- _WORK ORDER_
Read through the records. Copy each line that has the word "host".

(Dataset entries)

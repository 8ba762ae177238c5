//! Type-name keyed save/load table for world bodies.
//!
//! A record is `{ "type": <name>, "fields": { ... } }`. Saving or loading a
//! type without a registered codec is a hard error: dropping a record would
//! quietly corrupt the sector on the next load.

use std::collections::HashMap;

use serde::de::DeserializeOwned;
use serde::{Deserialize, Serialize};
use serde_json::Value;

use voidline_core::entities::{Body, Moon, Npc, Planet, Station};

use crate::context::ResolutionContext;
use crate::error::PersistError;

/// Plain key/value map produced by a saver.
pub type FieldMap = serde_json::Map<String, Value>;

/// One persisted entity.
#[derive(Debug, Clone, PartialEq, Serialize, Deserialize)]
pub struct PersistedEntityRecord {
    #[serde(rename = "type")]
    pub type_name: String,
    pub fields: FieldMap,
}

pub type SaveFn = fn(&Body) -> Result<FieldMap, PersistError>;
pub type LoadFn = fn(&FieldMap, &mut ResolutionContext) -> Result<Body, PersistError>;

/// Save/load pair for one entity type.
#[derive(Debug, Clone, Copy)]
pub struct EntityCodec {
    pub save: SaveFn,
    pub load: LoadFn,
}

/// Result of [`EntitySerializationRegistry::load_all`].
#[derive(Debug)]
pub struct LoadedEntities {
    pub entities: Vec<Body>,
    pub context: ResolutionContext,
}

#[derive(Debug, Clone, Default)]
pub struct EntitySerializationRegistry {
    codecs: HashMap<String, EntityCodec>,
}

impl EntitySerializationRegistry {
    /// Registry with no codecs.
    pub fn new() -> Self {
        Self::default()
    }

    /// Registry with codecs for `Planet`, `Station`, `Moon` and `Npc`.
    pub fn with_default_codecs() -> Self {
        let mut registry = Self::new();
        registry.register(
            "Planet",
            EntityCodec {
                save: save_planet,
                load: load_planet,
            },
        );
        registry.register(
            "Station",
            EntityCodec {
                save: save_station,
                load: load_station,
            },
        );
        registry.register(
            "Moon",
            EntityCodec {
                save: save_moon,
                load: load_moon,
            },
        );
        registry.register(
            "Npc",
            EntityCodec {
                save: save_npc,
                load: load_npc,
            },
        );
        registry
    }

    /// Register or replace the codec for `type_name`. Returns the replaced codec.
    pub fn register(&mut self, type_name: impl Into<String>, codec: EntityCodec) -> Option<EntityCodec> {
        self.codecs.insert(type_name.into(), codec)
    }

    pub fn contains(&self, type_name: &str) -> bool {
        self.codecs.contains_key(type_name)
    }

    fn codec(&self, type_name: &str) -> Result<&EntityCodec, PersistError> {
        self.codecs
            .get(type_name)
            .ok_or_else(|| PersistError::UnknownType {
                type_name: type_name.to_string(),
            })
    }

    pub fn save(&self, body: &Body) -> Result<PersistedEntityRecord, PersistError> {
        let type_name = body.type_name();
        let codec = self.codec(type_name)?;
        Ok(PersistedEntityRecord {
            type_name: type_name.to_string(),
            fields: (codec.save)(body)?,
        })
    }

    /// Save every body, failing on the first unregistered type.
    pub fn save_all<'a>(
        &self,
        bodies: impl IntoIterator<Item = &'a Body>,
    ) -> Result<Vec<PersistedEntityRecord>, PersistError> {
        bodies.into_iter().map(|body| self.save(body)).collect()
    }

    pub fn load(
        &self,
        record: &PersistedEntityRecord,
        context: &mut ResolutionContext,
    ) -> Result<Body, PersistError> {
        let codec = self.codec(&record.type_name)?;
        (codec.load)(&record.fields, context)
    }

    /// Load records in order through a caller-owned context. The caller is
    /// responsible for calling [`ResolutionContext::finish`].
    pub fn load_all_into(
        &self,
        records: &[PersistedEntityRecord],
        context: &mut ResolutionContext,
    ) -> Result<Vec<Body>, PersistError> {
        records
            .iter()
            .map(|record| self.load(record, context))
            .collect()
    }

    /// Load records in order with a fresh context and close it.
    pub fn load_all(&self, records: &[PersistedEntityRecord]) -> Result<LoadedEntities, PersistError> {
        let mut context = ResolutionContext::new();
        let entities = self.load_all_into(records, &mut context)?;
        context.finish();
        Ok(LoadedEntities { entities, context })
    }
}

// --- Default codecs ---

fn to_fields<T: Serialize>(type_name: &str, value: &T) -> Result<FieldMap, PersistError> {
    let value = serde_json::to_value(value).map_err(|source| PersistError::Malformed {
        type_name: type_name.to_string(),
        source,
    })?;
    match value {
        Value::Object(fields) => Ok(fields),
        _ => Err(PersistError::NotAnObject {
            type_name: type_name.to_string(),
        }),
    }
}

fn from_fields<T: DeserializeOwned>(type_name: &str, fields: &FieldMap) -> Result<T, PersistError> {
    serde_json::from_value(Value::Object(fields.clone())).map_err(|source| PersistError::Malformed {
        type_name: type_name.to_string(),
        source,
    })
}

fn mismatch(expected: &'static str, found: &Body) -> PersistError {
    PersistError::TypeMismatch {
        expected,
        found: found.type_name(),
    }
}

fn save_planet(body: &Body) -> Result<FieldMap, PersistError> {
    match body {
        Body::Planet(planet) => to_fields("Planet", planet),
        other => Err(mismatch("Planet", other)),
    }
}

fn load_planet(fields: &FieldMap, context: &mut ResolutionContext) -> Result<Body, PersistError> {
    let planet: Planet = from_fields("Planet", fields)?;
    context.register_planet(planet.clone());
    Ok(Body::Planet(planet))
}

fn save_station(body: &Body) -> Result<FieldMap, PersistError> {
    match body {
        Body::Station(station) => to_fields("Station", station),
        other => Err(mismatch("Station", other)),
    }
}

fn load_station(fields: &FieldMap, context: &mut ResolutionContext) -> Result<Body, PersistError> {
    let station: Station = from_fields("Station", fields)?;
    context.resolve_host(&station.host, &station.name);
    Ok(Body::Station(station))
}

fn save_moon(body: &Body) -> Result<FieldMap, PersistError> {
    match body {
        Body::Moon(moon) => to_fields("Moon", moon),
        other => Err(mismatch("Moon", other)),
    }
}

fn load_moon(fields: &FieldMap, context: &mut ResolutionContext) -> Result<Body, PersistError> {
    let moon: Moon = from_fields("Moon", fields)?;
    context.resolve_host(&moon.host, &moon.name);
    Ok(Body::Moon(moon))
}

fn save_npc(body: &Body) -> Result<FieldMap, PersistError> {
    match body {
        Body::Npc(npc) => to_fields("Npc", npc),
        other => Err(mismatch("Npc", other)),
    }
}

fn load_npc(fields: &FieldMap, _context: &mut ResolutionContext) -> Result<Body, PersistError> {
    from_fields::<Npc>("Npc", fields).map(Body::Npc)
}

- _OUTPUT OF THE TASK_
    context.resolve_host(&station.host, &station.name);
    context.resolve_host(&moon.host, &moon.name);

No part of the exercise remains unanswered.